> GOAL OF THE EXERCISE: The line containing "pub const SITEMAP_NAMESPACE: &str" marks the end: write out exactly every line from the first line of the data below through that line, and only those.

> DATA FOR THE TASK:
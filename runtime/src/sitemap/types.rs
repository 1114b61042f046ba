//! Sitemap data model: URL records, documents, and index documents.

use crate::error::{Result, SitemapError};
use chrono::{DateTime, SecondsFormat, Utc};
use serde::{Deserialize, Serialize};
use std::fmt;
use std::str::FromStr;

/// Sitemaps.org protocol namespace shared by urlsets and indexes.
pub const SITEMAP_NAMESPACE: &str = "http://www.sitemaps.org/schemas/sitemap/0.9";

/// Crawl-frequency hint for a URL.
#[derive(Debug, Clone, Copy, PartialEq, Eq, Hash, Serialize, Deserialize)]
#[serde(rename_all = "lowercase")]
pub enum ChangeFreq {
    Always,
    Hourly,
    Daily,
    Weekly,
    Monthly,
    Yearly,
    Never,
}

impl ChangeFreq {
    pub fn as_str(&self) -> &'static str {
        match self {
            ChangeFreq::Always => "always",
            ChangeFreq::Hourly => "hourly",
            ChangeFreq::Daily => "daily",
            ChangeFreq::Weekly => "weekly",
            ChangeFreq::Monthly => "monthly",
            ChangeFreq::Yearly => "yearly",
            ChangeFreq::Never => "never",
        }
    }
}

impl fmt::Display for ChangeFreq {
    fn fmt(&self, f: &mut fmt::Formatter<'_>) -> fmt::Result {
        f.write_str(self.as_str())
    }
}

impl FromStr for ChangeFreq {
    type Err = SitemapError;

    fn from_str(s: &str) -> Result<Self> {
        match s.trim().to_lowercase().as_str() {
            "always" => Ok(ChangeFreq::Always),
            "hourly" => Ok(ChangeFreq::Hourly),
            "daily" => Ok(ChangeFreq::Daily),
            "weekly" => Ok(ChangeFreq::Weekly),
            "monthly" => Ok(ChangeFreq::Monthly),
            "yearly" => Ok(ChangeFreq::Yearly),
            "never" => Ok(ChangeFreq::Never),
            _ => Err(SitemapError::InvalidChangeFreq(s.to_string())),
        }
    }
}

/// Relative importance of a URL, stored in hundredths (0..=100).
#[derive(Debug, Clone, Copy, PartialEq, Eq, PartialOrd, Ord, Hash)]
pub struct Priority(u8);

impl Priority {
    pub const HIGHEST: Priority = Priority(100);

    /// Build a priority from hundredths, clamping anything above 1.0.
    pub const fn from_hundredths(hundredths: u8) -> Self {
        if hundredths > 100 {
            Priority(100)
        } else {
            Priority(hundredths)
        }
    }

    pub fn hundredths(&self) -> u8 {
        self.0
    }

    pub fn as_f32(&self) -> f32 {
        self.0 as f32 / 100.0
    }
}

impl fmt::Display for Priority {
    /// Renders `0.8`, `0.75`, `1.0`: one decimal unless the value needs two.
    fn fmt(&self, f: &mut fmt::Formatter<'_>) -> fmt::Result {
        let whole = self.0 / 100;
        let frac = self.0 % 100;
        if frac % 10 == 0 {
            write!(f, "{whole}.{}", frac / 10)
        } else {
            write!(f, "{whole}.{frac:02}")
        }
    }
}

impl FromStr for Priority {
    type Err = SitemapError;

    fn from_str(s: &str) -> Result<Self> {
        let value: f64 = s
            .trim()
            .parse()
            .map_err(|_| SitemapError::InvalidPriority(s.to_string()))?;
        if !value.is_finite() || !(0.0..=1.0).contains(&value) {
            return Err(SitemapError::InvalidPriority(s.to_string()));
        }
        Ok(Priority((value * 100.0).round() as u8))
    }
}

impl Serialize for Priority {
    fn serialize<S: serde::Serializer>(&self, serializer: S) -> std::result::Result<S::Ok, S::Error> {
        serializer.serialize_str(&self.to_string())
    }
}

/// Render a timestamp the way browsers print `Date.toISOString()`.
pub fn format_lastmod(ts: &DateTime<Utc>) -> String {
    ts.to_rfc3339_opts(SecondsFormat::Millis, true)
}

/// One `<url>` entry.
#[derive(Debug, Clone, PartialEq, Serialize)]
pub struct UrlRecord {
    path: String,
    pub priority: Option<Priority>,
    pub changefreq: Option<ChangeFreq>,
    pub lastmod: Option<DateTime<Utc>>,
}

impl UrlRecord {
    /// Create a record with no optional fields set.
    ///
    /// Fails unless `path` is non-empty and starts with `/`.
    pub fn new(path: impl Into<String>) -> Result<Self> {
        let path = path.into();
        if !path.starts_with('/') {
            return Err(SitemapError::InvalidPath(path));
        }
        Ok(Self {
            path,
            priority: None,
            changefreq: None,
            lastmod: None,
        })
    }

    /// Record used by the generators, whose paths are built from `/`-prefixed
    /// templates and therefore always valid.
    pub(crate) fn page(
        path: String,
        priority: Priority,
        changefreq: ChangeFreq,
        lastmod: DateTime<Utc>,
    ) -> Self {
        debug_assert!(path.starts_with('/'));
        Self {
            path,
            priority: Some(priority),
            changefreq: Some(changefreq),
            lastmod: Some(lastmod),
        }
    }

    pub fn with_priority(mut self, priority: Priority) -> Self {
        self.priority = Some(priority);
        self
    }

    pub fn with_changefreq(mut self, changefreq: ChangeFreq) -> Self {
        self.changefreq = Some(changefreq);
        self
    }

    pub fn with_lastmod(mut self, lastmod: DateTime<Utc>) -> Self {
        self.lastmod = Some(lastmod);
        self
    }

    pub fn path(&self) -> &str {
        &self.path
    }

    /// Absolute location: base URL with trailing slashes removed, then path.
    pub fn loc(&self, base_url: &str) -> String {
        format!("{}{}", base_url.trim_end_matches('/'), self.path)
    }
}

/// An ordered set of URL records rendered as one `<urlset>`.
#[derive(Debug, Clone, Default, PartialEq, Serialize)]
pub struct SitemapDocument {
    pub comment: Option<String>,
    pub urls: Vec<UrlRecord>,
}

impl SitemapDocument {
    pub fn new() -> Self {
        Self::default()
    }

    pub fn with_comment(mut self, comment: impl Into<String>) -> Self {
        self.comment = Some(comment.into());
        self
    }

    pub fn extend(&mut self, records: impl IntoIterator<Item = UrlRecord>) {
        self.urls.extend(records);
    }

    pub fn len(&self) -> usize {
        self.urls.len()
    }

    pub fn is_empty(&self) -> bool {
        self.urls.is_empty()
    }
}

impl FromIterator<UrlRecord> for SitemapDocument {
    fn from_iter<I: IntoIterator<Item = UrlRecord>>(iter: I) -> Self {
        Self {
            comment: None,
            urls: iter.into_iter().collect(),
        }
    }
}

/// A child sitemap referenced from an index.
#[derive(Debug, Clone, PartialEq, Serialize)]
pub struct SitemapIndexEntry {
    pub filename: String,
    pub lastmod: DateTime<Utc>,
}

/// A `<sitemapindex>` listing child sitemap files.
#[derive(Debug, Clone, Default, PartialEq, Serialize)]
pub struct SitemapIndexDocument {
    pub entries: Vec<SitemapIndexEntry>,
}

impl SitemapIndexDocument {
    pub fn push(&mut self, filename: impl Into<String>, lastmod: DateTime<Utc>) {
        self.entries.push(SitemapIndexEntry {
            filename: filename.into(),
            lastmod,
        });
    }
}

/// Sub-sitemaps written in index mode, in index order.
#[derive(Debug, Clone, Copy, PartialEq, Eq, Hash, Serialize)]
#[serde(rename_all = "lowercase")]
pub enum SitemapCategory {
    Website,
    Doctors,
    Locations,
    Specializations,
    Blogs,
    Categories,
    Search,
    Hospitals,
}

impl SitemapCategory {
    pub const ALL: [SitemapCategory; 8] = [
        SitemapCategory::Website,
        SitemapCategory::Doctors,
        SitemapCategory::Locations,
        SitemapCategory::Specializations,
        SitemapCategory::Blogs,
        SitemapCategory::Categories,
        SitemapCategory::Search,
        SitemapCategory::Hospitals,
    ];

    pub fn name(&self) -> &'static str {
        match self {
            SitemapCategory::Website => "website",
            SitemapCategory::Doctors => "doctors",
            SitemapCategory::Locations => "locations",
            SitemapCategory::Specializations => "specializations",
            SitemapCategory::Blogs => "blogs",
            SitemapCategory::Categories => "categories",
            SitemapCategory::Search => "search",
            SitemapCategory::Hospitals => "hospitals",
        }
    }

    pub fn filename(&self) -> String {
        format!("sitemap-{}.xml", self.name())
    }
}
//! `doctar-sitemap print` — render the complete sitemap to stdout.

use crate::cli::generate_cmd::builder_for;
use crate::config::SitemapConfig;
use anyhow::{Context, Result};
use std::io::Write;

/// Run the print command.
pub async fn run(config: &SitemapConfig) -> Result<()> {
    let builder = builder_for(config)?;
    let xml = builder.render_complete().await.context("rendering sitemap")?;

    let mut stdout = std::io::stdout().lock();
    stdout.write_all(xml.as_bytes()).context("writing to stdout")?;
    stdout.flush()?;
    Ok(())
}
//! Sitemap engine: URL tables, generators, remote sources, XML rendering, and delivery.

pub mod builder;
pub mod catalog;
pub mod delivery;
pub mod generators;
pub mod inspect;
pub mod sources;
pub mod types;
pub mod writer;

> TASK SOLUTION:
filename runtime/src/sitemap/types.rs
repository 1114b61042f046ba
//! Sitemap data model: URL records, documents, and index documents.

use crate::error::{Result, SitemapError};
use chrono::{DateTime, SecondsFormat, Utc};
use serde::{Deserialize, Serialize};
use std::fmt;
use std::str::FromStr;

/// Sitemaps.org protocol namespace shared by urlsets and indexes.
pub const SITEMAP_NAMESPACE: &str = "http://www.sitemaps.org/schemas/sitemap/0.9";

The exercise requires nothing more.